**ASSIGNED TASK**.
From the records below, return every line containing the word "never".

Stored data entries
==*==
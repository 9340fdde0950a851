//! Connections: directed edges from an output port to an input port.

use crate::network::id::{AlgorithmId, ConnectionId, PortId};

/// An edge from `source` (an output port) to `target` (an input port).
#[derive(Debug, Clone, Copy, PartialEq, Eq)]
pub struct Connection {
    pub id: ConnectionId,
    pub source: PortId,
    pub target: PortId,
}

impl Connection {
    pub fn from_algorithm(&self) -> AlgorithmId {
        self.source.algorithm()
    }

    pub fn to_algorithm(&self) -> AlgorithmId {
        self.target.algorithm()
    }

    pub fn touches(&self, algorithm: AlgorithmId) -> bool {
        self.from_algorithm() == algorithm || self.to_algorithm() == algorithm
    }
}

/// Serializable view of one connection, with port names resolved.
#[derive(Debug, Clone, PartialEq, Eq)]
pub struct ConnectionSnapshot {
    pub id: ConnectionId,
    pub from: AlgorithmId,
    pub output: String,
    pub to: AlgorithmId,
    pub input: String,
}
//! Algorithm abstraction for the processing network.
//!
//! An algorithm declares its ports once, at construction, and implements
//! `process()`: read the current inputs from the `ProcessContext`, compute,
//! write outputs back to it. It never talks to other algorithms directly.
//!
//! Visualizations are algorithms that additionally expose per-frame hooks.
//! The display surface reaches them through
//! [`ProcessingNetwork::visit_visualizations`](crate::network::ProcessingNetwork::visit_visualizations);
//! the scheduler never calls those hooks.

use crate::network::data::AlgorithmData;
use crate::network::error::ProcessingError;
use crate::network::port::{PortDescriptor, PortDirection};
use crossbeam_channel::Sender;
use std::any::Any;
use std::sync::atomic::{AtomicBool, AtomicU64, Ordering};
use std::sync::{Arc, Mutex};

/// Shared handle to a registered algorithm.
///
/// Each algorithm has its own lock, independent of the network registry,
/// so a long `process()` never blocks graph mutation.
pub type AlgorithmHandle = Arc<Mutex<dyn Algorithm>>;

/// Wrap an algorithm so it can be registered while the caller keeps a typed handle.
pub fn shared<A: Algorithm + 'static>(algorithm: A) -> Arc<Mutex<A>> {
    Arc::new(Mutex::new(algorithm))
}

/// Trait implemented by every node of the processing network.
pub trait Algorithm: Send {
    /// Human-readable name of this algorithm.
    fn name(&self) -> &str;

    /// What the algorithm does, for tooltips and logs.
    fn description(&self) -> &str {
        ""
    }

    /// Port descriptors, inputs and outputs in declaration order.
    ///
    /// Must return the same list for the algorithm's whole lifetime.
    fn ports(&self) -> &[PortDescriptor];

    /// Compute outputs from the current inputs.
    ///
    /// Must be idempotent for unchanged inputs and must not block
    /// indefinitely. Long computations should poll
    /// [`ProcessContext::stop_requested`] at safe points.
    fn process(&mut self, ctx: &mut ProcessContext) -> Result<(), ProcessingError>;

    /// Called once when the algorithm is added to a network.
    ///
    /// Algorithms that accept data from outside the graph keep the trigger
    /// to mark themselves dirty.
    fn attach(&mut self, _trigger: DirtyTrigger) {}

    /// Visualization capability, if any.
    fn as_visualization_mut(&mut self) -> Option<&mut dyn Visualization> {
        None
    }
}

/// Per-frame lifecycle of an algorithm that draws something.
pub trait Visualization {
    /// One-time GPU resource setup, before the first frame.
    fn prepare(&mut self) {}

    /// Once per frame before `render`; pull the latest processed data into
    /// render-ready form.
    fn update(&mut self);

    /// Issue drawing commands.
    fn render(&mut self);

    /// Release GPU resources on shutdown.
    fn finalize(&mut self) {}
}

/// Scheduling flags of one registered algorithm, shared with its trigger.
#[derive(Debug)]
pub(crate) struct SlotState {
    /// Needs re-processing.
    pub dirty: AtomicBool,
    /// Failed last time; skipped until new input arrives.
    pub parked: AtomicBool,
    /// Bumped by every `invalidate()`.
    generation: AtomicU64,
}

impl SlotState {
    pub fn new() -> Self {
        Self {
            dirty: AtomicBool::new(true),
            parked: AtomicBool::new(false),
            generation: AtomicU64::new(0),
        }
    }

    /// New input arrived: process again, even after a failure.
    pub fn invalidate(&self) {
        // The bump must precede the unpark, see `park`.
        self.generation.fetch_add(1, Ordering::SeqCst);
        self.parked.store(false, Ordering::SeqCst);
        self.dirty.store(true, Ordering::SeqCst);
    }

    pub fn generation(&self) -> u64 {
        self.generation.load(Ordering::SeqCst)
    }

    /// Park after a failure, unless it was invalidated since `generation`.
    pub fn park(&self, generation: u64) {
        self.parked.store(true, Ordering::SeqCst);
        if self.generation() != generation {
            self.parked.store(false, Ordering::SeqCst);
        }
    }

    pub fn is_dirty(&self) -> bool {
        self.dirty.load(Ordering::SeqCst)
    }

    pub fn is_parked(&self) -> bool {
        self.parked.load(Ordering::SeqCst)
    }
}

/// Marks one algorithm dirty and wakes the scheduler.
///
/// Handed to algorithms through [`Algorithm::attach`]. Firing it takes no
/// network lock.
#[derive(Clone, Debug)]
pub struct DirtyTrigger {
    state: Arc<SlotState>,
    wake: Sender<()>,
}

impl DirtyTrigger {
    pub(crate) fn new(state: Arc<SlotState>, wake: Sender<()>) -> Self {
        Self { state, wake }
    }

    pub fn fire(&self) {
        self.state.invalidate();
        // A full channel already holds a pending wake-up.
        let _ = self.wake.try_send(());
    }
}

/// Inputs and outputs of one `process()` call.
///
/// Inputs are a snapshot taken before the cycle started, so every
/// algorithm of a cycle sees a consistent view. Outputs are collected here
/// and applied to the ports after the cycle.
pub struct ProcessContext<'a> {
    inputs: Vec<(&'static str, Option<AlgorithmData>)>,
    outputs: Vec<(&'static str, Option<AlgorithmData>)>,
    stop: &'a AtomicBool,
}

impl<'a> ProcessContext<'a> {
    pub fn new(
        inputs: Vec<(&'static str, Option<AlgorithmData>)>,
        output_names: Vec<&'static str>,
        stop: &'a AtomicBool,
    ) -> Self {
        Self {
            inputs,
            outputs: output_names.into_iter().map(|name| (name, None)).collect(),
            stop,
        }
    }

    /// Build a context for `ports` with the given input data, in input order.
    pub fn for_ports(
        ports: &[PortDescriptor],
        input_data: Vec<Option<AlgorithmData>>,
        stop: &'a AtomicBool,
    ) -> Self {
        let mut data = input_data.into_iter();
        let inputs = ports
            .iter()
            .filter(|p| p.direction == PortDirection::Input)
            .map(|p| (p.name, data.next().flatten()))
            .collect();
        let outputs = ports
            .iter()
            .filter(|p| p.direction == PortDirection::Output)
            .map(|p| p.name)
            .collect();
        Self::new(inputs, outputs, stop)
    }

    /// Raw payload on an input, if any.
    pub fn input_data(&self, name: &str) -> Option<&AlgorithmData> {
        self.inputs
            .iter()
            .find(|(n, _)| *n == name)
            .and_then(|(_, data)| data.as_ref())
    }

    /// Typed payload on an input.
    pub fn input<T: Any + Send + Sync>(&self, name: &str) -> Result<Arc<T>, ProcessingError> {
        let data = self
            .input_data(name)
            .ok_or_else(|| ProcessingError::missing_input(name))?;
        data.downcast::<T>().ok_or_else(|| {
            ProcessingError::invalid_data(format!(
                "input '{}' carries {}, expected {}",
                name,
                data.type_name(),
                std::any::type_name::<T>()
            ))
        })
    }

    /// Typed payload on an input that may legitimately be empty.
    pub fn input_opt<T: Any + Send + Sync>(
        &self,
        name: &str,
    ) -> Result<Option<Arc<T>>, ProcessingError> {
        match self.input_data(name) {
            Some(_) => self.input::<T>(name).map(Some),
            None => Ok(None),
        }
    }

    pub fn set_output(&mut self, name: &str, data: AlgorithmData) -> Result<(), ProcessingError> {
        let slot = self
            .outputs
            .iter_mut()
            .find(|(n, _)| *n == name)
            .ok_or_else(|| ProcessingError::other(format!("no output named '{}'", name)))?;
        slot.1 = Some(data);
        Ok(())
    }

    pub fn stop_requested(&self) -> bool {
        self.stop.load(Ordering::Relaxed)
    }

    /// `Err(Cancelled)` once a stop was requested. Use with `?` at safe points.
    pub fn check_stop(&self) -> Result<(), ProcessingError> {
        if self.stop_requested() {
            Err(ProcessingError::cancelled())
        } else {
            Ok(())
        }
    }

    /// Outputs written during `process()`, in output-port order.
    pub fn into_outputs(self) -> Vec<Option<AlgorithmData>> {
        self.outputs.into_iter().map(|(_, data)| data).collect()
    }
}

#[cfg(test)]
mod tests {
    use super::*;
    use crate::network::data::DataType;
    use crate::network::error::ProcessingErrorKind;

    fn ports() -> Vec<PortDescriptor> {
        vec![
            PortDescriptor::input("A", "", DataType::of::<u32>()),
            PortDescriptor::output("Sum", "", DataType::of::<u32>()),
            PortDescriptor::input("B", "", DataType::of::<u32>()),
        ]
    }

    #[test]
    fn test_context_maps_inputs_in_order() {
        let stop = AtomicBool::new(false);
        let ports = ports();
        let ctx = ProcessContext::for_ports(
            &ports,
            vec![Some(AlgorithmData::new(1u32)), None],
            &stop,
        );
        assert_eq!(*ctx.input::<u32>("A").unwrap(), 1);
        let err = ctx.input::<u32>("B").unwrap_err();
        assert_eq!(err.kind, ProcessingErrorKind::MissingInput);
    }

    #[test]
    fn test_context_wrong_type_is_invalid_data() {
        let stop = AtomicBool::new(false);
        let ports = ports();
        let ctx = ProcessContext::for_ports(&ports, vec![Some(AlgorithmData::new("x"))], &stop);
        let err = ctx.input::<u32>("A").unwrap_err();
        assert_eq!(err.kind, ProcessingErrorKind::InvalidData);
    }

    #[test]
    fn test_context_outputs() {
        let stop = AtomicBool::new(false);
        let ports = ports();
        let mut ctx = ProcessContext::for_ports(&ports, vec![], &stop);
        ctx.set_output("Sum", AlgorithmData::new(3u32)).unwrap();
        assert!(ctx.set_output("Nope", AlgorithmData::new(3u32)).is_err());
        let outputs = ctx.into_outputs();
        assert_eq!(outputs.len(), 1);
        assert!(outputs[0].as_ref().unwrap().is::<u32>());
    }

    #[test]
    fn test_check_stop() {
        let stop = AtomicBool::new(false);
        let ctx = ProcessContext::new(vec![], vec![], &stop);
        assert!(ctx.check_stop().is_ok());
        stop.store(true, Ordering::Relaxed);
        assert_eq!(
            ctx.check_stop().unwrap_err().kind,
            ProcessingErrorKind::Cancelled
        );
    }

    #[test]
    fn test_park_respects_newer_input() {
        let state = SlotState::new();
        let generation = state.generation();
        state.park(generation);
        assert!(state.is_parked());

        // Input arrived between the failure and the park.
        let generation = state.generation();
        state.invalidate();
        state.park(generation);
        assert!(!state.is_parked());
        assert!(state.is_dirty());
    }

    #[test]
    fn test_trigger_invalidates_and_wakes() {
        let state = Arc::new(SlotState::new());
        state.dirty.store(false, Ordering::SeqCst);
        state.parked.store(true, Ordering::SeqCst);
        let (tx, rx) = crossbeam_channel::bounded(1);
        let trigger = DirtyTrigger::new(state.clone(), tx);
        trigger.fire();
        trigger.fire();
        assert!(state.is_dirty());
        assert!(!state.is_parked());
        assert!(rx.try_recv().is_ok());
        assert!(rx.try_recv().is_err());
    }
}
==*==
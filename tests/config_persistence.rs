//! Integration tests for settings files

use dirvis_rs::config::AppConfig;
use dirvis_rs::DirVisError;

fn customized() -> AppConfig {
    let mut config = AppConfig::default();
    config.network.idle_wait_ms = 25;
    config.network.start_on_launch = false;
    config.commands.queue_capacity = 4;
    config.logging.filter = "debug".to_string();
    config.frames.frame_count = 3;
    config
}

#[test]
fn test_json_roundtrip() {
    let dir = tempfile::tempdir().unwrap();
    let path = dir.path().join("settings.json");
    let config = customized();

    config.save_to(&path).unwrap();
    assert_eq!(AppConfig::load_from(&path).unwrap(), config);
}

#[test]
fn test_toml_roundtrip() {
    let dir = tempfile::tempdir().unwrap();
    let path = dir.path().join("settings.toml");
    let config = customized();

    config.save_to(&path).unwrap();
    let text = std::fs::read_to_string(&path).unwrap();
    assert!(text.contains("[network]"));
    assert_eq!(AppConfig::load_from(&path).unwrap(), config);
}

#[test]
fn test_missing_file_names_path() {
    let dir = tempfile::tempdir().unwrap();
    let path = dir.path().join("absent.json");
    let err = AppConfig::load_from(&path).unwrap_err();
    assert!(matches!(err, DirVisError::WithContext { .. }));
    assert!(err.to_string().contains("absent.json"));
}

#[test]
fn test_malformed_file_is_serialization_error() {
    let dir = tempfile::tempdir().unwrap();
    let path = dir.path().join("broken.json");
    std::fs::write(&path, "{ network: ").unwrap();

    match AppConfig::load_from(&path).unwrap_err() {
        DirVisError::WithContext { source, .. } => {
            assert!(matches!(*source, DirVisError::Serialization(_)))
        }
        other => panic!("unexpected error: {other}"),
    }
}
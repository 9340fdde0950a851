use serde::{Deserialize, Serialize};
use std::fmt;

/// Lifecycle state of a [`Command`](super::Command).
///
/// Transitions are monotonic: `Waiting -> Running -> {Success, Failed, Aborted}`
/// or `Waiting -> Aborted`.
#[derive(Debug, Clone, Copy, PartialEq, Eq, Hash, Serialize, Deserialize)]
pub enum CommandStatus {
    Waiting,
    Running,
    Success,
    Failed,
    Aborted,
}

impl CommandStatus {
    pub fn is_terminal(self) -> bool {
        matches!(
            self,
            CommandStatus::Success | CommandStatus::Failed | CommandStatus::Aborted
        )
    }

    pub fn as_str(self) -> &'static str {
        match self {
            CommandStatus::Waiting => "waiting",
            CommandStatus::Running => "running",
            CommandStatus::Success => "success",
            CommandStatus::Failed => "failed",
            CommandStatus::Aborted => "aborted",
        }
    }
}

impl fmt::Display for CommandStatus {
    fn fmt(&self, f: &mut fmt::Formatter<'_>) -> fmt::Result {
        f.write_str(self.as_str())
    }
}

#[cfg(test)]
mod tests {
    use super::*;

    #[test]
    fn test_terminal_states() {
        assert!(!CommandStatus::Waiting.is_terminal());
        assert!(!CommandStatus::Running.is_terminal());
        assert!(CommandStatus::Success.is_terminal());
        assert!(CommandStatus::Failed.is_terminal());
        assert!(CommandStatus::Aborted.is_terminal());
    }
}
==*==
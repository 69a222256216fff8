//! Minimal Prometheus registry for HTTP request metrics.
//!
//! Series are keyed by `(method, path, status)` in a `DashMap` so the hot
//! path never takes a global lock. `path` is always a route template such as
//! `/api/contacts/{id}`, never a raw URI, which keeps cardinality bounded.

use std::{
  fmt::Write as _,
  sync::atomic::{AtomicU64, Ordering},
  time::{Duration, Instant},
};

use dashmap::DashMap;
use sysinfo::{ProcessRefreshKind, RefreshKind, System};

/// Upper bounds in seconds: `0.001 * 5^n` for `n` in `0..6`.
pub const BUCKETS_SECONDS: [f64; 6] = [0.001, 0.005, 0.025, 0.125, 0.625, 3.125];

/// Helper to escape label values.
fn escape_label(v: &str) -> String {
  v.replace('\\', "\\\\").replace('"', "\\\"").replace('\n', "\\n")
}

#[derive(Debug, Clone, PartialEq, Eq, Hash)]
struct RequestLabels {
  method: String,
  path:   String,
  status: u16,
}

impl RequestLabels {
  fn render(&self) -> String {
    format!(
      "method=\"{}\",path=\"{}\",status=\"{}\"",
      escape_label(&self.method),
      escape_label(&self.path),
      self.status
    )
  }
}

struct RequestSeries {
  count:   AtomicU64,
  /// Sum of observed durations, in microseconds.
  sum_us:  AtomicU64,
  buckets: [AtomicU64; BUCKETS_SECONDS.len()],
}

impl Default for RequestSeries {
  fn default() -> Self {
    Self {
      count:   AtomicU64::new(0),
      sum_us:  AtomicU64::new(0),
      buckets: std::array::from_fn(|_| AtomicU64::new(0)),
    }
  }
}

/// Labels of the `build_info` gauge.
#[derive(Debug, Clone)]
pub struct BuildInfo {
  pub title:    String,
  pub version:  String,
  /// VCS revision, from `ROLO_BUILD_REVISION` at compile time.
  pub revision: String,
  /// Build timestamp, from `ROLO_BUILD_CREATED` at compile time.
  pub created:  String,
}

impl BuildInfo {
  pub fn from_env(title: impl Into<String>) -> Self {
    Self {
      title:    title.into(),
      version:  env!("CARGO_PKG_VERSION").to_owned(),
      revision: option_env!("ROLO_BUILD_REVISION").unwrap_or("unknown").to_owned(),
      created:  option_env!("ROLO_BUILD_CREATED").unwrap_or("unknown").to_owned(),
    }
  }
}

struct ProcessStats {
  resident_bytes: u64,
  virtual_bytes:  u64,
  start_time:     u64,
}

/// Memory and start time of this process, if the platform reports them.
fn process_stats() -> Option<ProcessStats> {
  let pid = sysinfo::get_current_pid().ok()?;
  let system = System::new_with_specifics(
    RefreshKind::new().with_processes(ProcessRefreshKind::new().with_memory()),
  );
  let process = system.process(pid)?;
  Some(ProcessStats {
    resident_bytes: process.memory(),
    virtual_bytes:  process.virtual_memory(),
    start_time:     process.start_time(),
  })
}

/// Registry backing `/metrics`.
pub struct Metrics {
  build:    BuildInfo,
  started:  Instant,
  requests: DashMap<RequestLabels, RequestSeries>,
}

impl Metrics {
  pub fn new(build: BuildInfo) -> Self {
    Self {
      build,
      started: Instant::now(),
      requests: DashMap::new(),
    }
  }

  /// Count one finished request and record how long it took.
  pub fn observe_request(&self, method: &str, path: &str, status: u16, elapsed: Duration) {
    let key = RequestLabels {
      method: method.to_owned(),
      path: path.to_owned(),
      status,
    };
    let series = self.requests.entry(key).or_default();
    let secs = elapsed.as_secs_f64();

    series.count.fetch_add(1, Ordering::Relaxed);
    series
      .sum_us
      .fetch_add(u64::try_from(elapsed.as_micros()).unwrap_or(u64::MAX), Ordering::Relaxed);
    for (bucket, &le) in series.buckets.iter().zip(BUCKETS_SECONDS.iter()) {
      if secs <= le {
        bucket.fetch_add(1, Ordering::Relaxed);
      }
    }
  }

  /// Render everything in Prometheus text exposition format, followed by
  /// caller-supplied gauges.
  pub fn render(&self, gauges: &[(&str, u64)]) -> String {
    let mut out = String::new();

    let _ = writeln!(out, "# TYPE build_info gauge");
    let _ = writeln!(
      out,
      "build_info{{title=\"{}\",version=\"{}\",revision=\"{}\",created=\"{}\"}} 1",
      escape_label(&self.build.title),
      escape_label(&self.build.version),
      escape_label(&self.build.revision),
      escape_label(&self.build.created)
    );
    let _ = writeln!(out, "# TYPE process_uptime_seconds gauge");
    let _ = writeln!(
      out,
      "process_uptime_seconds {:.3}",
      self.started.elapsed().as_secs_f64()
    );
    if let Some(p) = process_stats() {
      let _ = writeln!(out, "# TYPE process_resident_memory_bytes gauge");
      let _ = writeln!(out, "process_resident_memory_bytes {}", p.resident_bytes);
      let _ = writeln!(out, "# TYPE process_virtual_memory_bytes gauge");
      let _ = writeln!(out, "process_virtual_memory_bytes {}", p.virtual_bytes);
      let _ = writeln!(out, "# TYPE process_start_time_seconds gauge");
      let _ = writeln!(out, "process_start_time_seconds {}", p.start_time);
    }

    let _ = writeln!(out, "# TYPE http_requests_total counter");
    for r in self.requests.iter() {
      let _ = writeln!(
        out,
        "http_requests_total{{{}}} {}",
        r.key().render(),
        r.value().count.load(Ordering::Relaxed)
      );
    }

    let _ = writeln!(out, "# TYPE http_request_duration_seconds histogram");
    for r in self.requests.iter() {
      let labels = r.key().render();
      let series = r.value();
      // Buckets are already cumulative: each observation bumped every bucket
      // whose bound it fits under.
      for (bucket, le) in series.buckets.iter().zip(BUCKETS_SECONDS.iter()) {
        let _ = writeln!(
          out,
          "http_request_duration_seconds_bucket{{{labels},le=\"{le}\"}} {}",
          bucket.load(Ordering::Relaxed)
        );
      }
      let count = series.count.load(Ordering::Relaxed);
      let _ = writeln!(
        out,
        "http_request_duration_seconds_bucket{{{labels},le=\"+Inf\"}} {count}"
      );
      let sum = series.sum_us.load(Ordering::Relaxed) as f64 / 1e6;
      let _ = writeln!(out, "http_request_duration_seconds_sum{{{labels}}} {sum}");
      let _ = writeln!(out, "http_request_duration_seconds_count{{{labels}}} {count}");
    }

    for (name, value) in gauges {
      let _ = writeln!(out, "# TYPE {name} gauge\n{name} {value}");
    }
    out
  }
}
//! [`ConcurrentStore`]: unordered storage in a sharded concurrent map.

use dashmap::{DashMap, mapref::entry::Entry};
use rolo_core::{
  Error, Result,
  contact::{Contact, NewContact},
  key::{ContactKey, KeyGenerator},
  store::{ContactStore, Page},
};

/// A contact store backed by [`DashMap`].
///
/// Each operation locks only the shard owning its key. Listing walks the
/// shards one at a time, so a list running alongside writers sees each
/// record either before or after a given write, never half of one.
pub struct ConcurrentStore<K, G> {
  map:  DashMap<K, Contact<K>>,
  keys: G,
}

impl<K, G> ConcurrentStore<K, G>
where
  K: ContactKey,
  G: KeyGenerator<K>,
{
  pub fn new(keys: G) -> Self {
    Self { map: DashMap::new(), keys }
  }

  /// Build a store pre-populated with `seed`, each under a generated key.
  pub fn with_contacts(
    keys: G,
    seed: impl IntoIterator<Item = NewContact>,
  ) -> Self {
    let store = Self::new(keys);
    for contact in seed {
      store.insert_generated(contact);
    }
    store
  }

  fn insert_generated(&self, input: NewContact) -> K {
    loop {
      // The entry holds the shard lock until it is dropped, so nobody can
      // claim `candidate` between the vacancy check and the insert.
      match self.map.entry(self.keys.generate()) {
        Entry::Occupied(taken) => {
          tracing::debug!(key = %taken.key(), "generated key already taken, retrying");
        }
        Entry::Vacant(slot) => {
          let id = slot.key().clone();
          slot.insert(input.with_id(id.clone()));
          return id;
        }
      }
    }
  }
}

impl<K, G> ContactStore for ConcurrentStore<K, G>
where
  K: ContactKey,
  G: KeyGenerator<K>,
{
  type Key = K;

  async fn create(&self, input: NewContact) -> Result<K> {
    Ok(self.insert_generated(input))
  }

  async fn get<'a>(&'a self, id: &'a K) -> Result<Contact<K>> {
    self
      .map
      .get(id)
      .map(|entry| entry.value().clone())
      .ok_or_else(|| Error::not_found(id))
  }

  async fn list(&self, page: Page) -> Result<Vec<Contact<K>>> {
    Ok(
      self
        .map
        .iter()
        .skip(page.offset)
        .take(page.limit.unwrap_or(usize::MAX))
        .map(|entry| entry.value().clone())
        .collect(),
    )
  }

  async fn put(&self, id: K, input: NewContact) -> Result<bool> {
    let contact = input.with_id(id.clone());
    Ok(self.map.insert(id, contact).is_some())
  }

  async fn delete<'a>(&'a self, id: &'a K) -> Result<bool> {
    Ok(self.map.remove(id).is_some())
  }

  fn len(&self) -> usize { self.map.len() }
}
==*==
**WRITTEN RESPONSE**.
//! write outputs back to it. It never talks to other algorithms directly.
//! the scheduler never calls those hooks.
/// so a long `process()` never blocks graph mutation.
//! path never takes a global lock. `path` is always a route template such as
//! `/api/contacts/{id}`, never a raw URI, which keeps cardinality bounded.
/// record either before or after a given write, never half of one.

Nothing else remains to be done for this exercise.